Les mentors des hommes modernes
À la fin de l’année 1918, Theodore Roosevelt, 26ème président des États-Unis, préparait son retour politique en vue de la présidence, croyant qu’il pouvait gagner la nomination des Républicains pour les élections de 1920. Mais le 6 janvier 1919, il mourut soudainement et de façon inattendue dans son sommeil.
À ce moment-là, le président démocrate en exercice, Woodrow Wilson, était à Paris, attendant les réunions préliminaires de la conférence de paix qui allaient amener une fin négociée à la Première guerre mondiale.
Roosevelt et Wilson ne pouvaient pas être plus différents en termes de personnalité et de conviction politique : c’était l’infatigable réaliste macho contre l’idéaliste professoral calviniste. Leurs rapports furent inévitablement difficiles. Ils s’étaient affrontés en tant que candidats à la présidence en 1912 et Wilson l’avait remportée. Lors des élections de 1916, Roosevelt fut à nouveau déçu de voir que le soutien qu’il avait offert au candidat républicain n’avait pas suffi à battre Wilson.
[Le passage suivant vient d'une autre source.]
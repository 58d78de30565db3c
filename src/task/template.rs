// ABOUTME: `{name}` placeholder substitution for goals, descriptions and expected outputs.
// ABOUTME: Missing parameters are errors, never silently blanked.

use std::collections::{BTreeSet, HashMap};
use std::sync::LazyLock;

use regex::{Captures, Regex};

use crate::error::RunError;

static PLACEHOLDER: LazyLock<Regex> = LazyLock::new(|| {
    Regex::new(r"\{([A-Za-z_][A-Za-z0-9_]*)\}").expect("Invalid placeholder regex")
});

/// Run parameters, e.g. `topic`.
pub type Params = HashMap<String, String>;

/// Names of every placeholder in a template, deduplicated and sorted.
pub fn placeholders(template: &str) -> BTreeSet<String> {
    PLACEHOLDER
        .captures_iter(template)
        .map(|c| c[1].to_string())
        .collect()
}

/// Substitute `{name}` placeholders with run parameters.
///
/// Only identifier-shaped placeholders are recognized, so literal JSON or
/// other braces in a description pass through untouched. `location` is used in
/// the error to say where the missing parameter was referenced.
pub fn interpolate(template: &str, params: &Params, location: &str) -> Result<String, RunError> {
    if let Some(name) = placeholders(template)
        .into_iter()
        .find(|name| !params.contains_key(name))
    {
        return Err(RunError::MissingParameter {
            location: location.to_string(),
            name,
        });
    }

    Ok(PLACEHOLDER
        .replace_all(template, |caps: &Captures| {
            params.get(&caps[1]).cloned().unwrap_or_default()
        })
        .into_owned())
}
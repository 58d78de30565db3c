// ABOUTME: ScopedTools - a view of the ToolDirectory restricted to one agent's tools.
// ABOUTME: Distinguishes unauthorized, unknown, and declared-but-missing tools.

use std::sync::Arc;

use crate::error::ToolError;
use crate::tool::{Tool, ToolDescriptor, ToolDirectory};

use super::Agent;

/// A filtered view of a ToolDirectory that only exposes an agent's declared tools.
///
/// Uses the decorator pattern: the directory is shared, the scope is just the
/// agent's allowlist.
#[derive(Debug, Clone)]
pub struct ScopedTools {
    directory: Arc<ToolDirectory>,
    role: String,
    allowed: Vec<String>,
}

impl ScopedTools {
    /// Scope a directory to an agent's declared tools.
    pub fn for_agent(directory: Arc<ToolDirectory>, agent: &Agent) -> Self {
        Self {
            directory,
            role: agent.role.clone(),
            allowed: agent.tools.clone(),
        }
    }

    /// Check if a tool name is in the allowlist.
    pub fn is_allowed(&self, name: &str) -> bool {
        self.allowed.iter().any(|a| a == name)
    }

    /// Resolve a tool by name.
    ///
    /// An undeclared tool is `NotAuthorized` when it exists in the directory
    /// and `NotFound` otherwise. A declared tool missing from the directory is
    /// `Unavailable`.
    pub fn resolve(&self, name: &str) -> Result<Arc<dyn Tool>, ToolError> {
        if !self.is_allowed(name) {
            if self.directory.contains(name) {
                return Err(ToolError::NotAuthorized {
                    role: self.role.clone(),
                    tool: name.to_string(),
                });
            }
            return Err(ToolError::NotFound(name.to_string()));
        }
        self.directory
            .lookup(name)
            .map_err(|_| ToolError::Unavailable(name.to_string()))
    }

    /// Descriptors of the scoped tools, in the agent's declaration order.
    ///
    /// Declared names absent from the directory are left out.
    pub fn descriptors(&self) -> Vec<ToolDescriptor> {
        self.allowed
            .iter()
            .filter_map(|name| self.directory.lookup(name).ok())
            .map(|tool| tool.descriptor())
            .collect()
    }

    /// Role this scope belongs to.
    pub fn role(&self) -> &str {
        &self.role
    }
}
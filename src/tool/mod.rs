// ABOUTME: Tool module - defines tools, the tool directory, and results.
// ABOUTME: Core abstraction for agent capabilities.

mod registry;
mod result;
mod traits;

pub use registry::*;
pub use result::*;
pub use traits::*;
Toutes choses égales par ailleurs, ils se seraient affrontés à nouveau lors des élections suivantes. Mais cela n’allait pas être le cas. En septembre 1919, dans le Colorado, Wilson eut une crise de dépression nerveuse. Il était en plein milieu d’une tournée visant à obtenir le soutien pour sa chère Société des Nations et le traité de Versailles, qui attendaient d’être ratifiés par les États-Unis. À son retour à Washington D.C., le président eut une attaque d’apoplexie dont il ne se remit pas suffisamment pour se présenter aux élections.
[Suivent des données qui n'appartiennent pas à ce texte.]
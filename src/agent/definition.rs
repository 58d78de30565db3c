// ABOUTME: Agent definition types - the immutable persona/budget/capability record.
// ABOUTME: AgentRegistry holds the catalog of agents, keyed by unique role.

use std::collections::HashMap;
use std::sync::Arc;

use crate::error::{BuildError, RegistryError};
use crate::tool::ToolDirectory;

/// Iteration budget used when none is given.
pub const DEFAULT_MAX_ITERATIONS: usize = 10;

/// Index of an agent inside its registry, in registration order.
#[derive(Debug, Clone, Copy, PartialEq, Eq, Hash, PartialOrd, Ord)]
pub struct AgentId(pub(crate) usize);

impl AgentId {
    /// Registration position of this agent.
    pub fn index(self) -> usize {
        self.0
    }
}

/// Definition of an agent that tasks can be assigned to.
#[derive(Debug, Clone, PartialEq, Eq)]
pub struct Agent {
    /// Unique role; used both as display name and as the selection key.
    pub role: String,

    /// Goal template. May reference run parameters such as `{topic}`.
    pub goal: String,

    /// Persona context passed to the reasoner.
    pub backstory: String,

    /// Tool names this agent may invoke, in declaration order, without duplicates.
    pub tools: Vec<String>,

    /// Upper bound on decide/act iterations for one task.
    pub max_iterations: usize,

    /// Whether this agent may hand a task off to another agent.
    pub allow_delegation: bool,
}

impl Agent {
    /// Create a new agent with required fields.
    pub fn new(role: impl Into<String>, goal: impl Into<String>) -> Self {
        Self {
            role: role.into(),
            goal: goal.into(),
            backstory: String::new(),
            tools: Vec::new(),
            max_iterations: DEFAULT_MAX_ITERATIONS,
            allow_delegation: false,
        }
    }

    /// Set the backstory.
    pub fn backstory(mut self, backstory: impl Into<String>) -> Self {
        self.backstory = backstory.into();
        self
    }

    /// Set the tools this agent may use. Duplicate names are collapsed.
    pub fn tools<I, S>(mut self, tools: I) -> Self
    where
        I: IntoIterator<Item = S>,
        S: Into<String>,
    {
        self.tools.clear();
        for tool in tools {
            let tool = tool.into();
            if !self.tools.contains(&tool) {
                self.tools.push(tool);
            }
        }
        self
    }

    /// Set maximum iterations.
    pub fn max_iterations(mut self, max: usize) -> Self {
        self.max_iterations = max;
        self
    }

    /// Allow or forbid delegation.
    pub fn allow_delegation(mut self, allow: bool) -> Self {
        self.allow_delegation = allow;
        self
    }

    /// Whether this agent declared the given tool.
    pub fn can_use(&self, tool: &str) -> bool {
        self.tools.iter().any(|t| t == tool)
    }
}

/// Registry of agent definitions.
///
/// Populated once before a run, then shared read-only (usually behind an `Arc`).
/// Registration order is preserved and is what `AgentId` indexes.
#[derive(Debug, Default, Clone)]
pub struct AgentRegistry {
    agents: Vec<Arc<Agent>>,
    by_role: HashMap<String, AgentId>,
}

impl AgentRegistry {
    /// Create a new empty agent registry.
    pub fn new() -> Self {
        Self::default()
    }

    /// Register an agent definition.
    pub fn register(&mut self, agent: Agent) -> Result<AgentId, RegistryError> {
        if agent.role.trim().is_empty() {
            return Err(RegistryError::InvalidAgent {
                role: agent.role,
                reason: "role must not be empty".into(),
            });
        }
        if agent.max_iterations == 0 {
            return Err(RegistryError::InvalidAgent {
                role: agent.role,
                reason: "max_iterations must be positive".into(),
            });
        }
        if self.by_role.contains_key(&agent.role) {
            return Err(RegistryError::DuplicateRole(agent.role));
        }

        let id = AgentId(self.agents.len());
        self.by_role.insert(agent.role.clone(), id);
        self.agents.push(Arc::new(agent));
        Ok(id)
    }

    /// Look up an agent by role.
    pub fn lookup(&self, role: &str) -> Result<Arc<Agent>, RegistryError> {
        self.id_of(role).map(|id| Arc::clone(&self.agents[id.0]))
    }

    /// Resolve a role to its id.
    pub fn id_of(&self, role: &str) -> Result<AgentId, RegistryError> {
        self.by_role
            .get(role)
            .copied()
            .ok_or_else(|| RegistryError::AgentNotFound(role.to_string()))
    }

    /// Get an agent by id.
    pub fn get(&self, id: AgentId) -> Option<&Arc<Agent>> {
        self.agents.get(id.0)
    }

    /// List all roles in registration order.
    pub fn roles(&self) -> Vec<String> {
        self.agents.iter().map(|a| a.role.clone()).collect()
    }

    /// Iterate agents in registration order.
    pub fn iter(&self) -> impl Iterator<Item = (AgentId, &Arc<Agent>)> {
        self.agents.iter().enumerate().map(|(i, a)| (AgentId(i), a))
    }

    /// Number of registered agents.
    pub fn len(&self) -> usize {
        self.agents.len()
    }

    /// Whether the registry is empty.
    pub fn is_empty(&self) -> bool {
        self.agents.is_empty()
    }

    /// Check that every tool an agent declares exists in the directory.
    pub fn validate_tools(&self, tools: &ToolDirectory) -> Result<(), BuildError> {
        for agent in &self.agents {
            if let Some(missing) = agent.tools.iter().find(|t| !tools.contains(t)) {
                return Err(BuildError::UnknownTool {
                    role: agent.role.clone(),
                    tool: missing.clone(),
                });
            }
        }
        Ok(())
    }
}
En ce qui concerne la politique étrangère, Roosevelt et Wilson partagèrent quelques idées. Cependant, ce fut Roosevelt qui fit la fameuse remarque que l’on devrait « parler avec précautions et garder un gros bâton dans la main. » Fidèle à ses convictions réalistes et dans l’intérêt national américain, Roosevelt réussit à négocier l’acquisition en 1903 de la zone du canal de Panama de la Colombie, permettant à l’Amérique de commencer un an plus tard la construction du canal. Ses talents en matière de diplomatie mirent un terme à la guerre de 1904-1905 entre les Russes et les Japonais et il reçut pour ses efforts le prix Nobel de la paix en 1906, étant le premier homme d’État à recevoir un tel prix.
En 1919, Wilson reçut aussi le prix Nobel de la paix pour ses efforts de mettre fin au récent conflit mondial. Mais ses objectifs en politique étrangère étaient plus basés sur des idées idéalistes — à savoir que les États-Unis ne devaient pas utiliser leur pouvoir contre d’autres pays plus faibles mais qu’ils devaient se soucier des droits des puissances plus petites. L’autodétermination est un principe « wilsonien ».
L’influence de ces deux hommes extraordinaires s’étend jusqu’à aujourd’hui. Les structures conceptuelles différentes qu’ils ont suivies au niveau de la politique extérieure soulèvent toujours le même débat au 21ème siècle.